● **DATA SUPPLIED**
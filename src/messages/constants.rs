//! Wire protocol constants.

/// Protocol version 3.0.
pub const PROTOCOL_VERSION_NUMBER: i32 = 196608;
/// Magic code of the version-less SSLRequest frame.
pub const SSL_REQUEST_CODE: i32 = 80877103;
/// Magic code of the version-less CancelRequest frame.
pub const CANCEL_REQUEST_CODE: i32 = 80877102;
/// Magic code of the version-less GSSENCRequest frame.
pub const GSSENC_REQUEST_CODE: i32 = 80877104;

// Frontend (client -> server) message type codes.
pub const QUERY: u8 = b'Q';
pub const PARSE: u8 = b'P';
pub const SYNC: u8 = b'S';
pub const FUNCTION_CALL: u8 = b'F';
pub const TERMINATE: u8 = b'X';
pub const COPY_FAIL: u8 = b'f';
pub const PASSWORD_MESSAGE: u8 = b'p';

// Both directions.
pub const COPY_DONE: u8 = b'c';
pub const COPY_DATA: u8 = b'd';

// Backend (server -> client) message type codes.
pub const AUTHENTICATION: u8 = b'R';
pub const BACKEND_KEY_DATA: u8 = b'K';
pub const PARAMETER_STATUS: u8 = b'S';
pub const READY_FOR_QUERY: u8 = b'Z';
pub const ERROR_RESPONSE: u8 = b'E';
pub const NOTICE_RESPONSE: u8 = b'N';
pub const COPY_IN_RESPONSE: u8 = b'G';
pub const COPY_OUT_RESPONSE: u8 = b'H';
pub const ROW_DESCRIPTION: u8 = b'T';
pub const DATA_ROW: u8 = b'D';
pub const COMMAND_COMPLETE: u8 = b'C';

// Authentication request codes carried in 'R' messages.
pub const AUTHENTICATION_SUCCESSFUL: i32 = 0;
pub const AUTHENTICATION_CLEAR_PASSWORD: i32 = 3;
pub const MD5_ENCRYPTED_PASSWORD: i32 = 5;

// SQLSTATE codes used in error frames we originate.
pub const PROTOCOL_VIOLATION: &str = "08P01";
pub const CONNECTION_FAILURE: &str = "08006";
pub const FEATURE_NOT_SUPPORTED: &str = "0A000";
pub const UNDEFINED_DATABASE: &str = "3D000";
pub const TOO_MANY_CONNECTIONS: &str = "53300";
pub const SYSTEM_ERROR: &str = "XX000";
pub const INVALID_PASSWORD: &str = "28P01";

● **ACTIVITY**
What is needed is a word-for-word copy of the records above, from the first line through the line that contains "pub const ROW_DESCRIPTION: u8 = b'T';".

● **SOLUTION**
filename src/messages/constants.rs
//! Wire protocol constants.

/// Protocol version 3.0.
pub const PROTOCOL_VERSION_NUMBER: i32 = 196608;
/// Magic code of the version-less SSLRequest frame.
pub const SSL_REQUEST_CODE: i32 = 80877103;
/// Magic code of the version-less CancelRequest frame.
pub const CANCEL_REQUEST_CODE: i32 = 80877102;
/// Magic code of the version-less GSSENCRequest frame.
pub const GSSENC_REQUEST_CODE: i32 = 80877104;

// Frontend (client -> server) message type codes.
pub const QUERY: u8 = b'Q';
pub const PARSE: u8 = b'P';
pub const SYNC: u8 = b'S';
pub const FUNCTION_CALL: u8 = b'F';
pub const TERMINATE: u8 = b'X';
pub const COPY_FAIL: u8 = b'f';
pub const PASSWORD_MESSAGE: u8 = b'p';

// Both directions.
pub const COPY_DONE: u8 = b'c';
pub const COPY_DATA: u8 = b'd';

// Backend (server -> client) message type codes.
pub const AUTHENTICATION: u8 = b'R';
pub const BACKEND_KEY_DATA: u8 = b'K';
pub const PARAMETER_STATUS: u8 = b'S';
pub const READY_FOR_QUERY: u8 = b'Z';
pub const ERROR_RESPONSE: u8 = b'E';
pub const NOTICE_RESPONSE: u8 = b'N';
pub const COPY_IN_RESPONSE: u8 = b'G';
pub const COPY_OUT_RESPONSE: u8 = b'H';
pub const ROW_DESCRIPTION: u8 = b'T';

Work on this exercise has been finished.